The emergency voice heard over Yokomoto's minibus radio—announcing the problem at the plutonium plant—is that of Gary Owens.

===Filming locations===
Filming started on April 11, 1977.

The otherwise vacant lot upon which the children's dilapidated mansion hideout stands was at the Alameda Street railroad yard in California, where the Rochester House (a relic from the 1880s) was waiting for restoration and relocation. The house was never restored and was ultimately demolished in 1979.

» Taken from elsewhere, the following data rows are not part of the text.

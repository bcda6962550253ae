//! API error type and [`axum::response::IntoResponse`] implementation.

use axum::{
  Json,
  extract::multipart::MultipartError,
  http::{HeaderValue, StatusCode, header},
  response::{IntoResponse, Response},
};
use serde_json::json;
use sfe_core::store::StoreError;
use thiserror::Error;

/// An error returned by an API handler.
#[derive(Debug, Error)]
pub enum ApiError {
  #[error("not found: {0}")]
  NotFound(String),

  #[error("bad request: {0}")]
  BadRequest(String),

  #[error("unauthorized: {0}")]
  Unauthorized(String),

  #[error("forbidden: {0}")]
  Forbidden(String),

  #[error("conflict: {0}")]
  Conflict(String),

  #[error("unprocessable: {0}")]
  Unprocessable(String),

  /// A check-in too far from the customer; the body carries the distance.
  #[error("outside check-in radius: {distance_m:.0} m > {radius_m:.0} m")]
  OutsideRadius { distance_m: f64, radius_m: f64 },

  #[error("payload too large: {0}")]
  PayloadTooLarge(String),

  #[error("unsupported media type: {0}")]
  UnsupportedMediaType(String),

  #[error("upstream error: {0}")]
  BadGateway(String),

  #[error("store error: {0}")]
  Store(#[source] Box<dyn std::error::Error + Send + Sync>),

  #[error("internal error: {0}")]
  Internal(String),
}

impl ApiError {
  /// Wrap a backend error; use as `.map_err(ApiError::store)`. Lost races
  /// (duplicate keys, stale revisions) become 409.
  pub fn store<E: StoreError>(e: E) -> Self {
    if e.is_conflict() {
      tracing::debug!(error = %e, "store conflict");
      ApiError::Conflict(e.to_string())
    } else {
      ApiError::Store(Box::new(e))
    }
  }

  pub fn not_found(entity: &str, id: impl std::fmt::Display) -> Self {
    ApiError::NotFound(format!("{entity} {id} not found"))
  }

  pub fn status(&self) -> StatusCode {
    match self {
      ApiError::NotFound(_) => StatusCode::NOT_FOUND,
      ApiError::BadRequest(_) => StatusCode::BAD_REQUEST,
      ApiError::Unauthorized(_) => StatusCode::UNAUTHORIZED,
      ApiError::Forbidden(_) => StatusCode::FORBIDDEN,
      ApiError::Conflict(_) => StatusCode::CONFLICT,
      ApiError::Unprocessable(_) | ApiError::OutsideRadius { .. } => {
        StatusCode::UNPROCESSABLE_ENTITY
      }
      ApiError::PayloadTooLarge(_) => StatusCode::PAYLOAD_TOO_LARGE,
      ApiError::UnsupportedMediaType(_) => StatusCode::UNSUPPORTED_MEDIA_TYPE,
      ApiError::BadGateway(_) => StatusCode::BAD_GATEWAY,
      ApiError::Store(_) | ApiError::Internal(_) => StatusCode::INTERNAL_SERVER_ERROR,
    }
  }
}

impl From<sfe_core::Error> for ApiError {
  fn from(e: sfe_core::Error) -> Self {
    use sfe_core::Error as E;
    match e {
      E::OutsideRadius { distance_m, radius_m } => {
        ApiError::OutsideRadius { distance_m, radius_m }
      }
      E::InvalidTransition { .. } => ApiError::Conflict(e.to_string()),
      E::UnknownVariant { .. } => ApiError::BadRequest(e.to_string()),
      E::Invalid { .. } | E::InvalidCoordinates { .. } => ApiError::Unprocessable(e.to_string()),
    }
  }
}

impl From<MultipartError> for ApiError {
  fn from(e: MultipartError) -> Self {
    if e.status() == StatusCode::PAYLOAD_TOO_LARGE {
      ApiError::PayloadTooLarge(e.body_text())
    } else {
      ApiError::BadRequest(e.body_text())
    }
  }
}

impl IntoResponse for ApiError {
  fn into_response(self) -> Response {
    let status = self.status();
    let body = match &self {
      ApiError::Store(e) => {
        tracing::error!(error = %e, "store error");
        json!({ "error": "internal server error" })
      }
      ApiError::Internal(m) => {
        tracing::error!(error = %m, "internal error");
        json!({ "error": "internal server error" })
      }
      ApiError::OutsideRadius { distance_m, radius_m } => json!({
        "error": format!(
          "position is {distance_m:.0} m from the customer; the check-in radius is {radius_m:.0} m"
        ),
        "distance_m": distance_m,
        "radius_m": radius_m,
      }),
      ApiError::NotFound(m)
      | ApiError::BadRequest(m)
      | ApiError::Unauthorized(m)
      | ApiError::Forbidden(m)
      | ApiError::Conflict(m)
      | ApiError::Unprocessable(m)
      | ApiError::PayloadTooLarge(m)
      | ApiError::UnsupportedMediaType(m)
      | ApiError::BadGateway(m) => json!({ "error": m }),
    };

    let mut res = (status, Json(body)).into_response();
    if status == StatusCode::UNAUTHORIZED {
      res
        .headers_mut()
        .insert(header::WWW_AUTHENTICATE, HeaderValue::from_static("Bearer"));
    }
    res
  }
}

#[cfg(test)]
mod tests {
  use super::*;

  #[test]
  fn core_errors_map_to_statuses() {
    let transition = sfe_core::Error::InvalidTransition {
      entity: "plan",
      from:   "approved",
      action: "edit",
    };
    assert_eq!(ApiError::from(transition).status(), StatusCode::CONFLICT);

    let invalid = sfe_core::Error::invalid("name", "must not be empty");
    assert_eq!(ApiError::from(invalid).status(), StatusCode::UNPROCESSABLE_ENTITY);

    let far = sfe_core::Error::OutsideRadius { distance_m: 512.0, radius_m: 200.0 };
    assert!(matches!(ApiError::from(far), ApiError::OutsideRadius { .. }));
  }

  #[derive(Debug, Error)]
  #[error("backend failure")]
  struct BackendError {
    conflict: bool,
  }

  impl StoreError for BackendError {
    fn is_conflict(&self) -> bool { self.conflict }
  }

  #[test]
  fn store_conflicts_map_to_409() {
    let lost_race = ApiError::store(BackendError { conflict: true });
    assert_eq!(lost_race.status(), StatusCode::CONFLICT);

    let broken = ApiError::store(BackendError { conflict: false });
    assert_eq!(broken.status(), StatusCode::INTERNAL_SERVER_ERROR);
  }

  #[test]
  fn unauthorized_carries_bearer_challenge() {
    let res = ApiError::Unauthorized("missing token".into()).into_response();
    assert_eq!(res.status(), StatusCode::UNAUTHORIZED);
    assert_eq!(res.headers()[header::WWW_AUTHENTICATE], "Bearer");
  }
}
//! Moderation and ranking adapter.
//!
//! Turns sentiment scores into the two signals the feed needs: whether a
//! photo's text should be flagged for human review, and a sentiment-derived
//! sort weight. Also screens new comments at submission time. Everything
//! here is a pure function of its inputs.

use serde::{Deserialize, Serialize};

use crate::domain::SentimentScore;
use crate::obs;

// ---------------------------------------------------------------------------
// Policy
// ---------------------------------------------------------------------------

/// Thresholds driving [`evaluate`] and [`screen_comment`].
#[derive(Debug, Clone, Copy, PartialEq, Serialize, Deserialize)]
pub struct ModerationPolicy {
    /// Flag when polarity is strictly below this...
    pub negative_threshold: f64,
    /// ...and subjectivity strictly above this.
    pub subjectivity_threshold: f64,
    /// Block new comments whose polarity is strictly below this.
    pub comment_block_threshold: f64,
}

impl Default for ModerationPolicy {
    fn default() -> Self {
        Self {
            negative_threshold: -0.5,
            subjectivity_threshold: 0.5,
            comment_block_threshold: -0.3,
        }
    }
}

impl ModerationPolicy {
    pub fn with_negative_threshold(mut self, threshold: f64) -> Self {
        self.negative_threshold = threshold;
        self
    }

    pub fn with_subjectivity_threshold(mut self, threshold: f64) -> Self {
        self.subjectivity_threshold = threshold;
        self
    }

    pub fn with_comment_block_threshold(mut self, threshold: f64) -> Self {
        self.comment_block_threshold = threshold;
        self
    }

    /// Strongly negative *and* opinionated; negative factual text passes.
    pub fn is_flagged(&self, score: &SentimentScore) -> bool {
        score.polarity < self.negative_threshold && score.subjectivity > self.subjectivity_threshold
    }
}

// ---------------------------------------------------------------------------
// Results
// ---------------------------------------------------------------------------

/// Why a fragment was flagged.
#[derive(Debug, Clone, PartialEq, Serialize, Deserialize)]
pub struct FlagReason {
    /// Position in the evaluated sequence.
    pub index: usize,
    pub polarity: f64,
    pub subjectivity: f64,
}

/// Outcome of evaluating one photo's fragment scores.
#[derive(Debug, Clone, PartialEq, Serialize, Deserialize)]
pub struct ModerationResult {
    pub flagged: bool,
    /// In `[0, 1]`; higher surfaces the photo more prominently.
    pub rank_weight: f64,
    /// Flagged fragments (empty when not flagged).
    pub reasons: Vec<FlagReason>,
}

/// Submission decision for a new comment.
#[derive(Debug, Clone, Copy, PartialEq, Serialize, Deserialize)]
#[serde(tag = "verdict", rename_all = "snake_case")]
pub enum CommentVerdict {
    Accepted,
    Blocked { polarity: f64 },
}

impl CommentVerdict {
    pub fn is_blocked(&self) -> bool {
        matches!(self, CommentVerdict::Blocked { .. })
    }
}

// ---------------------------------------------------------------------------
// Engine
// ---------------------------------------------------------------------------

/// Map polarity from `[-1, 1]` onto `[0, 1]`.
pub fn rank_weight(polarity: f64) -> f64 {
    ((polarity + 1.0) / 2.0).clamp(0.0, 1.0)
}

/// Evaluate all fragment scores of one content item.
///
/// Flagged when any score is flagged. The rank weight uses the mean
/// polarity; an empty sequence is neutral (`0.5`, not flagged). Ties in
/// rank weight are left to the caller (typically broken by recency).
pub fn evaluate(policy: &ModerationPolicy, scores: &[SentimentScore]) -> ModerationResult {
    let reasons: Vec<FlagReason> = scores
        .iter()
        .enumerate()
        .filter(|(_, score)| policy.is_flagged(score))
        .map(|(index, score)| FlagReason {
            index,
            polarity: score.polarity,
            subjectivity: score.subjectivity,
        })
        .collect();

    for reason in &reasons {
        obs::emit_fragment_flagged(reason.index, reason.polarity, reason.subjectivity);
    }

    let mean_polarity = if scores.is_empty() {
        0.0
    } else {
        scores.iter().map(|s| s.polarity).sum::<f64>() / scores.len() as f64
    };

    ModerationResult {
        flagged: !reasons.is_empty(),
        rank_weight: rank_weight(mean_polarity),
        reasons,
    }
}

/// Decide whether a new comment may be posted.
pub fn screen_comment(policy: &ModerationPolicy, score: &SentimentScore) -> CommentVerdict {
    if score.polarity < policy.comment_block_threshold {
        obs::emit_comment_blocked(score.polarity, policy.comment_block_threshold);
        CommentVerdict::Blocked {
            polarity: score.polarity,
        }
    } else {
        CommentVerdict::Accepted
    }
}
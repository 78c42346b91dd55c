//! Provisioner configuration

use std::path::{Path, PathBuf};
use std::time::Duration;

use crate::error::ProvisionError;
use crate::{LEXICON_CORPUS, TOKENIZER_CORPUS};

/// Default bound on a single corpus download.
pub const DEFAULT_FETCH_TIMEOUT: Duration = Duration::from_secs(10);
/// Default bound on waiting for another worker's corpus lock.
pub const DEFAULT_LOCK_TIMEOUT: Duration = Duration::from_secs(15);
/// Default minimum interval between attempts while `Failed`; zero retries
/// on every call.
pub const DEFAULT_RETRY_BACKOFF: Duration = Duration::ZERO;

/// Where corpora live on disk, which ones are required, and how long any
/// single provisioning step may take.
#[derive(Debug, Clone, PartialEq, Eq)]
pub struct ProvisionerConfig {
    /// Directory holding `<name>.txt`, `<name>.ready` and `<name>.lock`
    pub data_dir: PathBuf,
    /// Corpus names, fetched in order
    pub corpora: Vec<String>,
    /// Timeout for one fetch from the source
    pub fetch_timeout: Duration,
    /// Timeout for acquiring the per-corpus lock
    pub lock_timeout: Duration,
    /// Minimum interval between re-attempts after a failure (zero = every call)
    pub retry_backoff: Duration,
}

impl ProvisionerConfig {
    /// Config for the default corpora rooted at `data_dir`.
    pub fn new(data_dir: impl AsRef<Path>) -> Self {
        ProvisionerConfig {
            data_dir: data_dir.as_ref().to_path_buf(),
            corpora: vec![TOKENIZER_CORPUS.to_string(), LEXICON_CORPUS.to_string()],
            fetch_timeout: DEFAULT_FETCH_TIMEOUT,
            lock_timeout: DEFAULT_LOCK_TIMEOUT,
            retry_backoff: DEFAULT_RETRY_BACKOFF,
        }
    }

    /// Replace the required corpus list
    pub fn with_corpora<I, S>(mut self, corpora: I) -> Self
    where
        I: IntoIterator<Item = S>,
        S: Into<String>,
    {
        self.corpora = corpora.into_iter().map(Into::into).collect();
        self
    }

    pub fn with_fetch_timeout(mut self, timeout: Duration) -> Self {
        self.fetch_timeout = timeout;
        self
    }

    pub fn with_lock_timeout(mut self, timeout: Duration) -> Self {
        self.lock_timeout = timeout;
        self
    }

    pub fn with_retry_backoff(mut self, backoff: Duration) -> Self {
        self.retry_backoff = backoff;
        self
    }

    /// Reject configs that could escape the data directory or never finish.
    pub fn validate(&self) -> Result<(), ProvisionError> {
        if self.corpora.is_empty() {
            return Err(ProvisionError::Config(
                "at least one corpus is required".to_string(),
            ));
        }
        for name in &self.corpora {
            validate_corpus_name(name)?;
        }
        if self.fetch_timeout.is_zero() {
            return Err(ProvisionError::Config(
                "fetch timeout must be non-zero".to_string(),
            ));
        }
        Ok(())
    }
}

/// Corpus names become file names, so only a conservative alphabet is allowed.
pub fn validate_corpus_name(name: &str) -> Result<(), ProvisionError> {
    let valid = !name.is_empty()
        && !name.starts_with('.')
        && name
            .chars()
            .all(|c| c.is_ascii_alphanumeric() || c == '-' || c == '_' || c == '.');
    if valid {
        Ok(())
    } else {
        Err(ProvisionError::Config(format!(
            "invalid corpus name: {name:?}"
        )))
    }
}
//! In-memory fakes for tests.
//!
//! Deterministic stand-ins for the provisioning gate, the sentiment model
//! and the scorer, with call counters so tests can assert how often the
//! real dependency would have been hit.

use std::sync::atomic::{AtomicBool, AtomicUsize, Ordering};
use std::sync::{Mutex, PoisonError};
use std::time::Duration;

use corpus_provisioner::ProvisionState;

use crate::domain::{ModelError, SentimentScore};
use crate::model::SentimentModel;
use crate::scorer::{CorpusGate, TextScorer};

// ---------------------------------------------------------------------------
// FixedGate
// ---------------------------------------------------------------------------

/// [`CorpusGate`] that reports whatever state it was last given.
pub struct FixedGate {
    state: Mutex<ProvisionState>,
    reason: Mutex<Option<String>>,
    calls: AtomicUsize,
}

impl FixedGate {
    pub fn new(state: ProvisionState) -> Self {
        Self {
            state: Mutex::new(state),
            reason: Mutex::new(None),
            calls: AtomicUsize::new(0),
        }
    }

    pub fn set(&self, state: ProvisionState) {
        *self.state.lock().unwrap_or_else(PoisonError::into_inner) = state;
    }

    /// Reason returned from [`CorpusGate::last_error`].
    pub fn set_reason(&self, reason: impl Into<String>) {
        *self.reason.lock().unwrap_or_else(PoisonError::into_inner) = Some(reason.into());
    }

    /// Number of `ensure_ready` calls so far.
    pub fn calls(&self) -> usize {
        self.calls.load(Ordering::SeqCst)
    }
}

impl CorpusGate for FixedGate {
    fn ensure_ready(&self) -> ProvisionState {
        self.calls.fetch_add(1, Ordering::SeqCst);
        self.state()
    }

    fn state(&self) -> ProvisionState {
        *self.state.lock().unwrap_or_else(PoisonError::into_inner)
    }

    fn last_error(&self) -> Option<String> {
        self.reason
            .lock()
            .unwrap_or_else(PoisonError::into_inner)
            .clone()
    }
}

// ---------------------------------------------------------------------------
// FixedModel
// ---------------------------------------------------------------------------

/// [`SentimentModel`] returning a constant pair, or `NotProvisioned` on demand.
pub struct FixedModel {
    polarity: f64,
    subjectivity: f64,
    failing: AtomicBool,
    calls: AtomicUsize,
    last_text: Mutex<Option<String>>,
}

impl FixedModel {
    pub fn new(polarity: f64, subjectivity: f64) -> Self {
        Self {
            polarity,
            subjectivity,
            failing: AtomicBool::new(false),
            calls: AtomicUsize::new(0),
            last_text: Mutex::new(None),
        }
    }

    pub fn fail_with_not_provisioned(&self, failing: bool) {
        self.failing.store(failing, Ordering::SeqCst);
    }

    pub fn calls(&self) -> usize {
        self.calls.load(Ordering::SeqCst)
    }

    /// Text passed to the most recent `analyze` call.
    pub fn last_text(&self) -> Option<String> {
        self.last_text
            .lock()
            .unwrap_or_else(PoisonError::into_inner)
            .clone()
    }
}

impl SentimentModel for FixedModel {
    fn analyze(&self, text: &str) -> Result<(f64, f64), ModelError> {
        self.calls.fetch_add(1, Ordering::SeqCst);
        *self.last_text.lock().unwrap_or_else(PoisonError::into_inner) = Some(text.to_string());
        if self.failing.load(Ordering::SeqCst) {
            return Err(ModelError::NotProvisioned);
        }
        Ok((self.polarity, self.subjectivity))
    }
}

// ---------------------------------------------------------------------------
// CountingScorer
// ---------------------------------------------------------------------------

type ScoreFn = Box<dyn Fn(&str) -> SentimentScore + Send + Sync>;

/// [`TextScorer`] that counts invocations.
pub struct CountingScorer {
    score_fn: ScoreFn,
    delay: Option<Duration>,
    degraded: AtomicBool,
    calls: AtomicUsize,
}

impl CountingScorer {
    /// Same score for every text.
    pub fn fixed(polarity: f64, subjectivity: f64) -> Self {
        let score = SentimentScore::new(polarity, subjectivity);
        Self::from_fn(move |_| score)
    }

    pub fn from_fn<F>(f: F) -> Self
    where
        F: Fn(&str) -> SentimentScore + Send + Sync + 'static,
    {
        Self {
            score_fn: Box::new(f),
            delay: None,
            degraded: AtomicBool::new(false),
            calls: AtomicUsize::new(0),
        }
    }

    /// Sleep this long inside every `score` call.
    pub fn with_delay(mut self, delay: Duration) -> Self {
        self.delay = Some(delay);
        self
    }

    /// While set, every call reports a degraded result.
    pub fn set_degraded(&self, degraded: bool) {
        self.degraded.store(degraded, Ordering::SeqCst);
    }

    pub fn calls(&self) -> usize {
        self.calls.load(Ordering::SeqCst)
    }
}

impl TextScorer for CountingScorer {
    fn score_checked(&self, text: &str) -> Option<SentimentScore> {
        self.calls.fetch_add(1, Ordering::SeqCst);
        if let Some(delay) = self.delay {
            std::thread::sleep(delay);
        }
        if self.degraded.load(Ordering::SeqCst) {
            return None;
        }
        Some((self.score_fn)(text))
    }
}
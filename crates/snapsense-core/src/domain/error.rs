//! Domain-level error taxonomy for SnapSense.

use std::path::PathBuf;

/// Errors from loading or parsing the lexicon model's corpora.
///
/// The scorer turns every one of these into a neutral score.
#[derive(Debug, thiserror::Error)]
pub enum ModelError {
    #[error("corpus data not provisioned")]
    NotProvisioned,

    #[error("failed to read corpus {path}: {source}")]
    Read {
        path: PathBuf,
        #[source]
        source: std::io::Error,
    },

    #[error("{corpus} line {line}: {reason}")]
    Parse {
        corpus: String,
        line: usize,
        reason: String,
    },

    #[error("corpus {0} contains no entries")]
    Empty(String),
}

/// Invalid configuration values.
#[derive(Debug, thiserror::Error)]
pub enum ConfigError {
    #[error("invalid value for {key}: {value:?} ({reason})")]
    InvalidValue {
        key: String,
        value: String,
        reason: String,
    },

    #[error("{field} out of range: {reason}")]
    OutOfRange { field: String, reason: String },

    #[error("failed to read config file: {0}")]
    Io(#[from] std::io::Error),

    #[error("failed to parse config file: {0}")]
    Parse(#[from] serde_json::Error),
}

/// Errors building a pipeline. Never produced by scoring operations.
#[derive(Debug, thiserror::Error)]
pub enum PipelineError {
    #[error("config error: {0}")]
    Config(#[from] ConfigError),

    #[error("provisioner error: {0}")]
    Provision(#[from] corpus_provisioner::ProvisionError),
}
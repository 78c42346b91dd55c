//! Tracing initialisation for SnapSense binaries and host applications.
//!
//! Libraries never install a subscriber themselves; the serving process or
//! the `snapsense` CLI calls [`init_tracing`] once at startup.

use std::str::FromStr;

use tracing::Level;
use tracing_subscriber::layer::SubscriberExt;
use tracing_subscriber::util::SubscriberInitExt;
use tracing_subscriber::{fmt, EnvFilter};

/// Environment variable selecting the log line format.
pub const LOG_FORMAT_ENV: &str = "SNAPSENSE_LOG_FORMAT";

/// Log line format.
#[derive(Debug, Clone, Copy, PartialEq, Eq, Default)]
pub enum LogFormat {
    #[default]
    Pretty,
    /// Newline-delimited JSON for log aggregation
    Json,
}

impl LogFormat {
    /// `SNAPSENSE_LOG_FORMAT=json` selects JSON; anything else is pretty.
    pub fn from_env() -> Self {
        std::env::var(LOG_FORMAT_ENV)
            .ok()
            .and_then(|v| v.parse().ok())
            .unwrap_or_default()
    }
}

impl FromStr for LogFormat {
    type Err = String;

    fn from_str(s: &str) -> Result<Self, Self::Err> {
        match s.trim().to_ascii_lowercase().as_str() {
            "json" => Ok(LogFormat::Json),
            "pretty" | "text" => Ok(LogFormat::Pretty),
            other => Err(format!("unknown log format: {other}")),
        }
    }
}

/// Install the global subscriber.
///
/// `RUST_LOG` takes precedence; otherwise `level` applies. Only the first
/// call in a process has any effect.
pub fn init_tracing(format: LogFormat, level: Level) {
    let env_filter =
        EnvFilter::try_from_default_env().unwrap_or_else(|_| EnvFilter::new(level.as_str()));

    let registry = tracing_subscriber::registry().with(env_filter);
    let installed = match format {
        LogFormat::Json => registry
            .with(fmt::layer().with_target(false).json())
            .try_init(),
        LogFormat::Pretty => registry.with(fmt::layer().with_target(false)).try_init(),
    };
    if installed.is_err() {
        tracing::debug!("tracing subscriber already installed");
    }
}

#[cfg(test)]
mod tests {
    use super::*;

    #[test]
    fn parses_formats() {
        assert_eq!("json".parse::<LogFormat>().unwrap(), LogFormat::Json);
        assert_eq!(" JSON ".parse::<LogFormat>().unwrap(), LogFormat::Json);
        assert_eq!("text".parse::<LogFormat>().unwrap(), LogFormat::Pretty);
        assert!("xml".parse::<LogFormat>().is_err());
    }

    #[test]
    fn init_twice_is_harmless() {
        init_tracing(LogFormat::Pretty, Level::WARN);
        init_tracing(LogFormat::Json, Level::DEBUG);
    }
}
//! Word tokenizer driven by the `tokenizer-rules` corpus.

use std::collections::HashMap;
use std::sync::OnceLock;

use regex::Regex;

use crate::domain::ModelError;

fn word_pattern() -> &'static Regex {
    static WORD: OnceLock<Regex> = OnceLock::new();
    WORD.get_or_init(|| Regex::new(r"[\p{L}\p{N}]+(?:'\p{L}+)*").expect("word pattern is valid"))
}

/// Lowercasing word splitter with contraction expansion.
#[derive(Debug, Clone, Default)]
pub struct Tokenizer {
    contractions: HashMap<String, Vec<String>>,
}

impl Tokenizer {
    pub fn new(contractions: HashMap<String, Vec<String>>) -> Self {
        Self { contractions }
    }

    /// Parse `contraction<TAB>expansion` lines. `#` starts a comment line.
    pub fn from_rules(corpus: &str, raw: &str) -> Result<Self, ModelError> {
        let mut contractions = HashMap::new();
        for (idx, line) in raw.lines().enumerate() {
            let line = line.trim();
            if line.is_empty() || line.starts_with('#') {
                continue;
            }
            let (from, to) = line.split_once('\t').ok_or_else(|| ModelError::Parse {
                corpus: corpus.to_string(),
                line: idx + 1,
                reason: "expected contraction<TAB>expansion".to_string(),
            })?;
            let expansion: Vec<String> = to.split_whitespace().map(str::to_lowercase).collect();
            if expansion.is_empty() {
                return Err(ModelError::Parse {
                    corpus: corpus.to_string(),
                    line: idx + 1,
                    reason: "empty expansion".to_string(),
                });
            }
            contractions.insert(normalize(from.trim()), expansion);
        }
        Ok(Self { contractions })
    }

    pub fn rule_count(&self) -> usize {
        self.contractions.len()
    }

    /// Split `text` into lowercase word tokens, expanding known contractions.
    pub fn tokenize(&self, text: &str) -> Vec<String> {
        let normalized = normalize(text);
        let mut tokens = Vec::new();
        for m in word_pattern().find_iter(&normalized) {
            match self.contractions.get(m.as_str()) {
                Some(expansion) => tokens.extend(expansion.iter().cloned()),
                None => tokens.push(m.as_str().to_string()),
            }
        }
        tokens
    }
}

// Lowercase and fold typographic apostrophes into ASCII.
fn normalize(text: &str) -> String {
    text.to_lowercase().replace(['\u{2019}', '\u{2018}', '`'], "'")
}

Scenes of Dr. Victor Gannon's mansion, the location of his laboratory, were filmed at Moby Castle on Durand Drive, Hollywood Hills, Los Angeles.

The tunnel scenes were filmed at the Fillmore and Western Railway in Fillmore, California constructing a faux tunnel structure. The faux tunnel still stands and can be seen from CA-126/Telegraph Road.

The gold bar robbery sequence was filmed at the Natural History Museum in Exposition Park, Los Angeles. The building facing the park's Rose Garden was used for exterior shots of the museum. The scene in which Yokomoto's minibus is overturned and breaks a fire hydrant was filmed near the Sunset Boulevard bridge and Glendale Boulevard underpass intersection, in the Echo Park district.

The film also shot at Wolf's Lair in Beachwood Canyon, Los Angeles.

== Novelization ==
Alexander Key wrote a novelization of Return from Witch Mountain, based on Malcolm Marmorstein's screenplay; the book was released by Westminster Press in 1978 to coincide with the film's theatrical release.

== Home video ==
Return from Witch Mountain was released on VHS in April 1986. It was first released as a Special Edition DVD in Region 1 on September 2, 2003, re-released on DVD in a two-movie collection along with Escape to Witch Mountain on September 5, 2006, and re-released as part of the Walt Disney Family Classics line on March 10, 2009.

Return from Witch Mountain was released via US only Blu-ray exclusively through the now closed Disney Movie Club exclusive title in October 30, 2015.

In the US, the film is available to stream on Disney+.